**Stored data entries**
-- Opening Marker --
//! The collaborator the search consults for moves, transports and policy.

use rustc_hash::{FxHashMap, FxHashSet};
use std::sync::Arc;
use std::time::Duration;
use tracing::debug;

use crate::map::CollisionMap;
use crate::node::{Candidate, Node};
use crate::options::PathfinderSettings;
use crate::player::PlayerState;
use crate::point::PackedPoint;
use crate::transport::{Transport, TransportCatalog, TransportEdge, TransportKind};
use crate::visited::VisitedTiles;
use crate::wilderness::{self, WildernessTier};

pub trait PathfinderConfig {
    fn map(&self) -> &CollisionMap;

    /// Transport edges currently usable from `origin`.
    fn transports(&self, origin: PackedPoint) -> &[TransportEdge];

    /// Appends every unvisited move out of `node`: transports first, then ordinary steps.
    fn neighbors(&self, node: &Node, visited: &VisitedTiles, out: &mut Vec<Candidate>) {
        self.map().neighbors(self, node.point(), visited, out);
    }

    fn ignores_collision(&self, _p: PackedPoint) -> bool {
        false
    }

    fn wilderness_tier(&self, p: PackedPoint) -> WildernessTier {
        WildernessTier::of(p)
    }

    fn is_in_wilderness(&self, p: PackedPoint) -> bool {
        wilderness::is_in_wilderness(p)
    }

    /// Whether the edge `from -> to` must be skipped.
    fn avoid_wilderness(&self, from: PackedPoint, to: PackedPoint, target_in_wilderness: bool) -> bool;

    /// Called when the search first reaches a tile of a less restrictive tier; teleports usable
    /// at `tier` become edges out of `at`.
    fn refresh_teleports(&mut self, at: PackedPoint, tier: WildernessTier);

    /// How long the search may go without improving before it gives up.
    fn calculation_cutoff(&self) -> Duration;
}

/// The crossing rule: never step into the wilderness from outside unless a target lies in it.
pub fn crosses_into_wilderness(avoid: bool, from: PackedPoint, to: PackedPoint, target_in_wilderness: bool) -> bool {
    avoid && !target_in_wilderness && !wilderness::is_in_wilderness(from) && wilderness::is_in_wilderness(to)
}

/// [`PathfinderConfig`] over a loaded world, filtered for one player.
pub struct WorldConfig {
    map: Arc<CollisionMap>,
    catalog: Arc<TransportCatalog>,
    settings: PathfinderSettings,
    player: PlayerState,
    edges: FxHashMap<PackedPoint, Vec<TransportEdge>>,
    teleports: Vec<UsableTeleport>,
    // tile teleports are currently attached to, and how many fixed edges it had before
    teleport_origin: Option<(PackedPoint, usize)>,
    ignored: FxHashSet<PackedPoint>,
}

#[derive(Copy, Clone, Debug)]
struct UsableTeleport {
    destination: PackedPoint,
    travel_time: u32,
    kind: TransportKind,
    max_wilderness_level: i32,
}

impl WorldConfig {
    pub fn new(
        map: Arc<CollisionMap>,
        catalog: Arc<TransportCatalog>,
        settings: PathfinderSettings,
        player: PlayerState,
    ) -> Self {
        let mut cfg = Self {
            map,
            catalog,
            settings,
            player,
            edges: FxHashMap::default(),
            teleports: Vec::new(),
            teleport_origin: None,
            ignored: FxHashSet::default(),
        };
        cfg.refresh();
        cfg
    }

    /// Tiles that are always enterable regardless of their collision data.
    pub fn with_ignored_collision<I>(mut self, tiles: I) -> Self
    where
        I: IntoIterator<Item = PackedPoint>,
    {
        self.ignored.extend(tiles);
        self
    }

    pub fn settings(&self) -> &PathfinderSettings {
        &self.settings
    }

    pub fn player(&self) -> &PlayerState {
        &self.player
    }

    /// Whether the player may use `t` right now, wilderness aside.
    pub fn is_usable(&self, t: &Transport) -> bool {
        self.settings.allows(t.kind)
            && (!t.members || self.player.members)
            && t.requirements.iter().all(|r| r.is_satisfied(&self.player))
            && t.items.iter().all(|i| i.is_satisfied(&self.player, self.settings.include_bank_items))
    }

    /// Rebuilds the usable transport edges from the catalog for the current settings and player.
    pub fn refresh(&mut self) {
        let mut edges: FxHashMap<PackedPoint, Vec<TransportEdge>> = FxHashMap::default();
        for (&origin, transports) in self.catalog.origins() {
            let usable: Vec<TransportEdge> = transports
                .iter()
                .filter(|t| self.is_usable(t))
                .map(|t| t.edge_from(origin))
                .collect();
            if !usable.is_empty() {
                edges.insert(origin, usable);
            }
        }
        let teleports: Vec<UsableTeleport> = self
            .catalog
            .teleports()
            .iter()
            .filter(|t| self.is_usable(t))
            .map(|t| UsableTeleport {
                destination: t.destination,
                travel_time: t.duration,
                kind: t.kind,
                max_wilderness_level: t.max_wilderness_level,
            })
            .collect();
        debug!(origins = edges.len(), teleports = teleports.len(), "refreshed usable transports");
        self.edges = edges;
        self.teleports = teleports;
        self.teleport_origin = None;
    }

    fn detach_teleports(&mut self) {
        let Some((origin, fixed)) = self.teleport_origin.take() else { return };
        if fixed == 0 {
            self.edges.remove(&origin);
        } else if let Some(list) = self.edges.get_mut(&origin) {
            list.truncate(fixed);
        }
    }
}

impl PathfinderConfig for WorldConfig {
    fn map(&self) -> &CollisionMap {
        &self.map
    }

    fn transports(&self, origin: PackedPoint) -> &[TransportEdge] {
        self.edges.get(&origin).map(Vec::as_slice).unwrap_or(&[])
    }

    fn ignores_collision(&self, p: PackedPoint) -> bool {
        self.ignored.contains(&p)
    }

    fn avoid_wilderness(&self, from: PackedPoint, to: PackedPoint, target_in_wilderness: bool) -> bool {
        crosses_into_wilderness(self.settings.avoid_wilderness, from, to, target_in_wilderness)
    }

    fn refresh_teleports(&mut self, at: PackedPoint, tier: WildernessTier) {
        self.detach_teleports();
        let permitted: Vec<TransportEdge> = self
            .teleports
            .iter()
            .filter(|t| tier.permits(t.max_wilderness_level))
            .map(|t| TransportEdge { origin: Some(at), destination: t.destination, travel_time: t.travel_time, kind: t.kind })
            .collect();
        debug!(%at, ?tier, teleports = permitted.len(), "attached teleports");
        if permitted.is_empty() {
            return;
        }
        let list = self.edges.entry(at).or_default();
        self.teleport_origin = Some((at, list.len()));
        list.extend(permitted);
    }

    fn calculation_cutoff(&self) -> Duration {
        Duration::from_millis(self.settings.calculation_cutoff_ms)
    }
}

#[cfg(test)]
mod tests {
    use super::*;
    use crate::point::packed;
    use crate::requirements::{Comparison, ItemRequirement, Requirement};
    use serde_json::json;

    fn world(catalog: TransportCatalog, settings: PathfinderSettings, player: PlayerState) -> WorldConfig {
        let map = CollisionMap::builder().walkable_rect(3190, 3190, 20, 20, 0).build();
        WorldConfig::new(Arc::new(map), Arc::new(catalog), settings, player)
    }

    fn destinations(cfg: &WorldConfig, at: PackedPoint) -> Vec<PackedPoint> {
        cfg.transports(at).iter().map(|e| e.destination).collect()
    }

    #[test]
    fn filters_by_settings_membership_and_requirements() {
        let origin = packed(3200, 3200, 0);
        let catalog = TransportCatalog::new()
            .with(Transport::new(Some(origin), packed(1, 1, 0), TransportKind::FairyRing, 5))
            .with(Transport::new(Some(origin), packed(2, 2, 0), TransportKind::Boat, 5).members_only())
            .with(
                Transport::new(Some(origin), packed(3, 3, 0), TransportKind::AgilityShortcut, 5)
                    .with_requirement(Requirement::new("agility", Comparison::Ge, "60")),
            )
            .with(Transport::new(Some(origin), packed(4, 4, 0), TransportKind::Transport, 1));
        let mut settings = PathfinderSettings::default();
        settings.use_fairy_rings = false;
        let player: PlayerState = serde_json::from_value(json!({ "values": { "agility": 61 } })).unwrap();
        let cfg = world(catalog, settings, player);
        assert_eq!(destinations(&cfg, origin), vec![packed(3, 3, 0), packed(4, 4, 0)]);
    }

    #[test]
    fn bank_items_only_count_when_enabled() {
        let origin = packed(3200, 3200, 0);
        let catalog = Arc::new(TransportCatalog::new().with(
            Transport::new(Some(origin), packed(1, 1, 0), TransportKind::Transport, 1)
                .with_items(ItemRequirement { variants: vec![995], quantity: 30, ..Default::default() }),
        ));
        let map = Arc::new(CollisionMap::builder().walkable(origin).build());
        let player: PlayerState = serde_json::from_value(json!({ "bank": { "995": 100 } })).unwrap();

        let cfg = WorldConfig::new(map.clone(), catalog.clone(), PathfinderSettings::default(), player.clone());
        assert!(cfg.transports(origin).is_empty());

        let settings = PathfinderSettings { include_bank_items: true, ..Default::default() };
        let cfg = WorldConfig::new(map, catalog, settings, player);
        assert_eq!(cfg.transports(origin).len(), 1);
    }

    #[test]
    fn teleports_attach_by_tier_and_move_with_refresh() {
        let a = packed(3200, 3200, 0);
        let b = packed(3201, 3200, 0);
        let catalog = TransportCatalog::new()
            .with(Transport::new(Some(b), packed(9, 9, 0), TransportKind::Transport, 1))
            .with(Transport::new(None, packed(100, 100, 0), TransportKind::TeleportationSpell, 3))
            .with(Transport::new(None, packed(200, 200, 0), TransportKind::TeleportationMinigame, 3).with_max_wilderness_level(30))
            .with(Transport::new(None, packed(300, 300, 0), TransportKind::TeleportationSpell, 3).with_max_wilderness_level(0));
        let mut cfg = world(catalog, PathfinderSettings::default(), PlayerState::default());

        cfg.refresh_teleports(a, WildernessTier::UpTo30);
        assert_eq!(destinations(&cfg, a), vec![packed(200, 200, 0)]);

        cfg.refresh_teleports(b, WildernessTier::Safe);
        assert!(cfg.transports(a).is_empty());
        assert_eq!(destinations(&cfg, b), vec![packed(9, 9, 0), packed(100, 100, 0), packed(200, 200, 0), packed(300, 300, 0)]);

        cfg.refresh_teleports(a, WildernessTier::Deep);
        assert_eq!(destinations(&cfg, b), vec![packed(9, 9, 0)]);
        assert!(cfg.transports(a).is_empty());
    }

    #[test]
    fn crossing_rule() {
        let outside = packed(3100, 3500, 0);
        let inside = packed(3100, 3530, 0);
        assert!(crosses_into_wilderness(true, outside, inside, false));
        assert!(!crosses_into_wilderness(true, outside, inside, true));
        assert!(!crosses_into_wilderness(false, outside, inside, false));
        assert!(!crosses_into_wilderness(true, inside, outside, false));
        assert!(!crosses_into_wilderness(true, inside, inside, false));
    }
}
-- Closing Marker --
**Exercise goal**
Filter the entries above and keep only the lines with the word "origins".

**Answer**
        for (&origin, transports) in self.catalog.origins() {
        debug!(origins = edges.len(), teleports = teleports.len(), "refreshed usable transports");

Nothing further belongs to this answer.